Angles
and austere equations
plotted on nature's paper:
white flesh and perpendicular veins beneath
grey-on-gold leaves biting into branches slicing
into desiccated trunks carving into tired earth digging into--
smoke.
Autumn smoke curves achingly up,
towards distant cloud wisps.
Wood sparse and damp;
there's only smoke without the fire.
Wood holds back, receding behind wet moss and
cautious smoke creeps lowly,
embracing worldly memories
of swings and children and leaf hills,
and misplaced dreams like autumn air that stings.

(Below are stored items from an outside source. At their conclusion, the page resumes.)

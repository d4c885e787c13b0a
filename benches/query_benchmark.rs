use criterion::{criterion_group, criterion_main, Criterion};
use serde_json::json;
use std::hint::black_box;
use therapy_tracker::models::{ActivitySession, RawSessionEntry};
use therapy_tracker::services::SessionFilter;

/// A year of sessions: several per day, alternating hands and exercises.
fn fixture() -> Vec<ActivitySession> {
    let exercises = ["Fist", "Pinch", "Hand Reach", "Wrist Flex"];
    (0..5_000)
        .map(|i| {
            let raw: RawSessionEntry = serde_json::from_value(json!({
                "Username": "bench@x.com",
                "SessionID": format!("s{}", i),
                "Timestamp": 1_735_689_600_000i64 + i as i64 * 6_300_000,
                "ExerciseName": exercises[i % exercises.len()],
                "Hand": if i % 2 == 0 { "Left" } else { "Right" },
                "Accuracy": 0.8,
                "Reps": 10,
                "Scores": [0.7, 0.8, 0.9],
            }))
            .expect("Failed to build raw entry");
            raw.normalize().expect("Failed to normalize entry")
        })
        .collect()
}

fn benchmark_filter(c: &mut Criterion) {
    let sessions = fixture();

    let unfiltered = SessionFilter::default().parse().expect("valid filter");
    let combined = SessionFilter {
        hand: Some("right".to_string()),
        exercise_name: Some("hand reach".to_string()),
        start: Some("2025-03-01T00:00:00Z".to_string()),
        end: Some("2025-06-30T23:59:59Z".to_string()),
    }
    .parse()
    .expect("valid filter");

    let mut group = c.benchmark_group("session_filter");

    group.bench_function("no_constraints", |b| {
        b.iter(|| {
            black_box(&sessions)
                .iter()
                .filter(|s| unfiltered.matches(s))
                .count()
        })
    });

    group.bench_function("hand_exercise_range", |b| {
        b.iter(|| {
            black_box(&sessions)
                .iter()
                .filter(|s| combined.matches(s))
                .count()
        })
    });

    group.bench_function("fingerprint", |b| {
        b.iter(|| black_box(&combined).fingerprint())
    });

    group.finish();
}

criterion_group!(benches, benchmark_filter);
criterion_main!(benches);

Heavy is the smoke that aches
to transcend from pyre,
and curve into the sky.














Comments
Chocobo said he liked it!
"Angles
and austere equations
plotted on nature's paper:
white flesh and perpendicular veins beneath
grey-on-gold leaves biting into branches slicing
into desiccated trunks carving into tired earth digging into--
smoke."
You might also want to check out [link] if you havn't already; it's a site focused towards poets and I basically live on there lol (:
--
to avoid criticism,
do nothing,
say nothing,
be nothing.
personally, i'd rather be someone than no one.
wouldn't you?
I haven't been to that site, but I'll definitely check it out, it looks quite good- I used to be on fictionpress.net before I thought a change of scenery would be good and came to dA.
--
to avoid criticism,
do nothing,
say nothing,
be nothing.
personally, i'd rather be someone than no one.
wouldn't you?
There is vivid imagery well crafted throughout the poem. The only problem is, I can't connect the images evoked. I like the modern paper hiding within a tree, but don't register the significance. I like a "leaf hill" in lieu of raking leaves, but again, don't comprehend a connection. I see smoke plumes rising - like from campfire or from diesel machinery - but it doesn't yield anything other than the image. It could be my fault for over-reaching for connection and meaning.
Smoke reoccurs throughout the piece, so it must be significant to the meaning. I just can't divine its roll. The first time it appears in the poem, I'm jarred.
Also, in the first stanza the description after the colon is a painful run-on. Painful to read aloud that is. If you want it to be a run-on, that is your right, but I thought it would move better with commas and some repetition (leaves biting into branches, branches slicing into trunks, trunks ...). I nearly pause at the verbs anyhow; the commas would only affirm the way it is spoken. The reader has to take a breath somewhere in that continuation, where do you want it?
There seems to be some regret - about the process of getting paper, perhaps in the poem, but it doesnt belong to anyone. There is nothing I can attribute the feeling too. I almost want to give it to nature, but cant. I see nature as the protagonist, but cant find an antagonist. People appear in mathematical references, swinging children, and raked leaves, but that is not enough for me to view them as a culprit. Ive got a pent up dissatisfaction after reading the piece, but nothing to discharge it at. Does that make sense?
Smoke, whatever it represents, can never be a cloud. Smoke dissipates, clouds coalesce, so whatever transformation is being sought cannot be achieved. There has to be something more to it that I dont see. Wherever the smoke is coming from has to be, in some sense, impure. Im left wondering, what is the cause of the aches?
--
~D
--
a voice inside my head breaks the analogue.
~Judas130
On reflection, I realised that I wasn't satisfied with the poem, and as you pointed out correctly, the connections between the images are tenuous at best. What I mean to say is that although the imagery is relevant in my mind, mostly because of personal meaning, this is not made clear. This is a difficult poem to categorise, and when I initially wrote it (oh, about two years ago), I think I had a number themes in mind.
In regards to the first stanza- thank you for that idea. I don't know why I didn't think of repetition. I originally removed the commas as I wanted it to be a run-on. I did want it to be awkward in the rigid, jutting kind of sense, coupled with the imagery of graphs plotted on graph paper, but most importantly, I wanted to convey a sense of urgency that bound the images into one. And your suggestion actually works (unlike mine, as even when I submitted the poem, I was least content with that part); the repetition keeps the motion of the imagery continuous (so the movement from leaves to branches to tree trunks to the earth).
As to the pent up dissatisfaction, well, I'm not sure exactly as to whether I could say that was a success or failure, as I did intend for the poem to end with an unspent frustration. The smoke represents several concepts, but two of the most notable (from a personal point of view) are that of nostalgia, the feeling that in all the autumn days you spent outside as a child you didn't understand the progression of time on a wider scale, or that you were carrying around with you your future, and when it was unwrapped it never seemed to match up to what you had imagined. The second concept is that of the frustration of writing not measuring up to the ruler I set out: the constrain of the paper margins, the rigidity of letters and words, and the ideas that recede into the recesses.
Thanks again for your insightful comment!